[Stored items]
---------------

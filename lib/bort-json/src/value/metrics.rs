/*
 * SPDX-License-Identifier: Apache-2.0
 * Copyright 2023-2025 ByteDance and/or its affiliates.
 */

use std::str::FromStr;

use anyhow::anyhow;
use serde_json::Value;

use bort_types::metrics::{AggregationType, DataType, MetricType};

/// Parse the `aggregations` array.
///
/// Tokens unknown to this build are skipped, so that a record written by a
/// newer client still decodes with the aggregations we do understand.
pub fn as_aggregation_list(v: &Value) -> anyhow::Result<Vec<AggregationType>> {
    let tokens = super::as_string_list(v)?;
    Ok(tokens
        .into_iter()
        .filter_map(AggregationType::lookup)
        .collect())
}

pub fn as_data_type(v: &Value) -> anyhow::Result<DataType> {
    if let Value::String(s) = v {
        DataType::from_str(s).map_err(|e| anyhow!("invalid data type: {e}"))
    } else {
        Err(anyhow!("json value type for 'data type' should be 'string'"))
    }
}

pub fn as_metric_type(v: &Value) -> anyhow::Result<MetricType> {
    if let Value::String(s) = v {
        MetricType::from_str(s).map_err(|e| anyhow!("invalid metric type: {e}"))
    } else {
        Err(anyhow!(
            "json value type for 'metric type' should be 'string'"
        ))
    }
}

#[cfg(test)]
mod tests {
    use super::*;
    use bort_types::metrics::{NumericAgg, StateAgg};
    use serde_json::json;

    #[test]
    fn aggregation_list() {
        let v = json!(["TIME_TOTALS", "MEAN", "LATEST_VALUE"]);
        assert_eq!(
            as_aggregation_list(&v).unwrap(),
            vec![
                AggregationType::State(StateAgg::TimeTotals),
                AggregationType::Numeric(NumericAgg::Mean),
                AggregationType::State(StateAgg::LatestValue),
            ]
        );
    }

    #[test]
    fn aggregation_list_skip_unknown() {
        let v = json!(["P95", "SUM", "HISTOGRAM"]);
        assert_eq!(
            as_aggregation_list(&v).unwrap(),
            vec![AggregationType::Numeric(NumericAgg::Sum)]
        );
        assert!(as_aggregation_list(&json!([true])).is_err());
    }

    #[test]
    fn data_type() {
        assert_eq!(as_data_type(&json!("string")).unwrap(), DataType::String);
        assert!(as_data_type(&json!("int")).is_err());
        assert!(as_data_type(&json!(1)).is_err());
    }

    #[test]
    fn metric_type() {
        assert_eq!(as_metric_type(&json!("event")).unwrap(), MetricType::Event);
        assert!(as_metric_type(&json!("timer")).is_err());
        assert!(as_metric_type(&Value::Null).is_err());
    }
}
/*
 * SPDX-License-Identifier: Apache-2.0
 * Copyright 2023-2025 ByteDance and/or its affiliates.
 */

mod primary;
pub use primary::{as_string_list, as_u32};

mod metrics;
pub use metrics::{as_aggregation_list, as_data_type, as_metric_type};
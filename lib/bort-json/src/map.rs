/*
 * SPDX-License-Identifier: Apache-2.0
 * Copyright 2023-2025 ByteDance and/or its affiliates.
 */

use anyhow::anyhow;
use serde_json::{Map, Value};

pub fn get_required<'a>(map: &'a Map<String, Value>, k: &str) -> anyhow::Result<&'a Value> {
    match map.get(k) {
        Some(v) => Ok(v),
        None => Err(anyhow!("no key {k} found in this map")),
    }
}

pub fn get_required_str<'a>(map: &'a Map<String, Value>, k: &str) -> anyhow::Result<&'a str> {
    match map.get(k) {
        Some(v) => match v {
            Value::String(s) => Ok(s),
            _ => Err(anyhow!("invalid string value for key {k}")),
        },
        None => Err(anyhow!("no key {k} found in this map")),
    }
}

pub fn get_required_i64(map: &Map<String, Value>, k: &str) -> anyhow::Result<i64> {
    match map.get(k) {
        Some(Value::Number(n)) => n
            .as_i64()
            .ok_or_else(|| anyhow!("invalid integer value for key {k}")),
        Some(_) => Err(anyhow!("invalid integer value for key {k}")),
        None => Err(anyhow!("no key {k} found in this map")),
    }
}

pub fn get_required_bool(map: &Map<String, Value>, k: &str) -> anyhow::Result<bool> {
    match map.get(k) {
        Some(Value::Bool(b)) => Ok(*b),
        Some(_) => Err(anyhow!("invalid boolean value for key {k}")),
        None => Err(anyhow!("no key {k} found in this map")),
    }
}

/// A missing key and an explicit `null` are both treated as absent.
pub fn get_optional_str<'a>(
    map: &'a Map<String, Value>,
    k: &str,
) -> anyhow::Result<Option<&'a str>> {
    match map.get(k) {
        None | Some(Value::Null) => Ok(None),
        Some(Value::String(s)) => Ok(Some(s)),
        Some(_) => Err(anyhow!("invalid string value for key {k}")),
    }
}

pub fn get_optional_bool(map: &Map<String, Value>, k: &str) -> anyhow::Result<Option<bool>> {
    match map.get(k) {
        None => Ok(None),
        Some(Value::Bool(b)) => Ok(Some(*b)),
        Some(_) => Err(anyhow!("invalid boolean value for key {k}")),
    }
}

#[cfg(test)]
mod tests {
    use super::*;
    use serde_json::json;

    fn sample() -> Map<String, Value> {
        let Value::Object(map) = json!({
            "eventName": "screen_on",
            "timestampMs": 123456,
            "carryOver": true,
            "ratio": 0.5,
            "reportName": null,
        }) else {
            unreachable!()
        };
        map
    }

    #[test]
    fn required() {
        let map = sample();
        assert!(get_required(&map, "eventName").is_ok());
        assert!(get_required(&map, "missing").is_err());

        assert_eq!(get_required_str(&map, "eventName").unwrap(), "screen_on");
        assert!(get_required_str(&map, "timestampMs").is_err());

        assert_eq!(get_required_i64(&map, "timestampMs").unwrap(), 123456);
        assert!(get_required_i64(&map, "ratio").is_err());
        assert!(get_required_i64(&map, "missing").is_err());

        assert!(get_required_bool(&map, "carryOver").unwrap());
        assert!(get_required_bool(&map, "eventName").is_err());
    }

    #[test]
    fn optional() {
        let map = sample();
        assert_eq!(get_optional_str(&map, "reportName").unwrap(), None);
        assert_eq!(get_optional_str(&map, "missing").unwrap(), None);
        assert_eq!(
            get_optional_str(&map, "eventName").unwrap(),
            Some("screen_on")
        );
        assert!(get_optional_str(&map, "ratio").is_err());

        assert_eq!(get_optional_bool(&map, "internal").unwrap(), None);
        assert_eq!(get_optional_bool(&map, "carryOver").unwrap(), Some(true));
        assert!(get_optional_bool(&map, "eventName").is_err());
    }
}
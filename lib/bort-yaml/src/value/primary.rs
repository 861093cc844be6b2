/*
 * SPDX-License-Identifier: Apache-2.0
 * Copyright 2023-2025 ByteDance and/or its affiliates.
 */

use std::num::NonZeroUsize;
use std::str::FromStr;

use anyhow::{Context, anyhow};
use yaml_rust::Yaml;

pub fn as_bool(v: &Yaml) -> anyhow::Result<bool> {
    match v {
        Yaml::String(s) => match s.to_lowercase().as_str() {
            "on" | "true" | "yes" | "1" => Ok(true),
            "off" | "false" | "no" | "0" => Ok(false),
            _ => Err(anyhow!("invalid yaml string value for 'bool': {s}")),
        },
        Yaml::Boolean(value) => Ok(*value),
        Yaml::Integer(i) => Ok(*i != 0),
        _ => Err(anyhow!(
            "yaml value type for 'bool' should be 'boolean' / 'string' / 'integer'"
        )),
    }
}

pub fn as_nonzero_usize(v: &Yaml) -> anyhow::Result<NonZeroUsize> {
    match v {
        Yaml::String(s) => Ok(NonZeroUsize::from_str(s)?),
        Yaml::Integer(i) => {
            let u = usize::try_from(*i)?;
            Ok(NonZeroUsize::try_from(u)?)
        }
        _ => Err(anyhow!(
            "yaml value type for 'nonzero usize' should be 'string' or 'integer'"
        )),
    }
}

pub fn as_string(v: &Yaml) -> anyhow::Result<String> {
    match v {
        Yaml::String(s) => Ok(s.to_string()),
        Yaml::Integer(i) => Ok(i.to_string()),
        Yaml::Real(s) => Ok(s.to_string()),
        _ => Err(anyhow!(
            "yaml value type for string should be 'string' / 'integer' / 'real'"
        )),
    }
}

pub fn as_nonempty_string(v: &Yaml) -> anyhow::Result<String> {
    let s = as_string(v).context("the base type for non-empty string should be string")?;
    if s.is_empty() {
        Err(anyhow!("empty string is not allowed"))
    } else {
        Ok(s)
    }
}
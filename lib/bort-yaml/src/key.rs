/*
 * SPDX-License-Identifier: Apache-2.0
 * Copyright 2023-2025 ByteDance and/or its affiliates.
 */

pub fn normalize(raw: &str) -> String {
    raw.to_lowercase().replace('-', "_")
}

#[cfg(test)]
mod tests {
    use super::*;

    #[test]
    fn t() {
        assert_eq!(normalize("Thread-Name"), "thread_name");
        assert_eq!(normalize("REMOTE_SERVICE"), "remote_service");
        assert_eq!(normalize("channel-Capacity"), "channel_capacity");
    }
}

---------------

Task brief
Only the lines above starting at the one containing "filename lib/bort-yaml/src/value/primary.rs" and ending at the one containing "pub fn as_nonempty_string(v: &Yaml)", both included, are to be returned, exactly as they read.

Task answer
filename lib/bort-yaml/src/value/primary.rs
repository 861093cc844be6b2
/*
 * SPDX-License-Identifier: Apache-2.0
 * Copyright 2023-2025 ByteDance and/or its affiliates.
 */

use std::num::NonZeroUsize;
use std::str::FromStr;

use anyhow::{Context, anyhow};
use yaml_rust::Yaml;

pub fn as_bool(v: &Yaml) -> anyhow::Result<bool> {
    match v {
        Yaml::String(s) => match s.to_lowercase().as_str() {
            "on" | "true" | "yes" | "1" => Ok(true),
            "off" | "false" | "no" | "0" => Ok(false),
            _ => Err(anyhow!("invalid yaml string value for 'bool': {s}")),
        },
        Yaml::Boolean(value) => Ok(*value),
        Yaml::Integer(i) => Ok(*i != 0),
        _ => Err(anyhow!(
            "yaml value type for 'bool' should be 'boolean' / 'string' / 'integer'"
        )),
    }
}

pub fn as_nonzero_usize(v: &Yaml) -> anyhow::Result<NonZeroUsize> {
    match v {
        Yaml::String(s) => Ok(NonZeroUsize::from_str(s)?),
        Yaml::Integer(i) => {
            let u = usize::try_from(*i)?;
            Ok(NonZeroUsize::try_from(u)?)
        }
        _ => Err(anyhow!(
            "yaml value type for 'nonzero usize' should be 'string' or 'integer'"
        )),
    }
}

pub fn as_string(v: &Yaml) -> anyhow::Result<String> {
    match v {
        Yaml::String(s) => Ok(s.to_string()),
        Yaml::Integer(i) => Ok(i.to_string()),
        Yaml::Real(s) => Ok(s.to_string()),
        _ => Err(anyhow!(
            "yaml value type for string should be 'string' / 'integer' / 'real'"
        )),
    }
}

pub fn as_nonempty_string(v: &Yaml) -> anyhow::Result<String> {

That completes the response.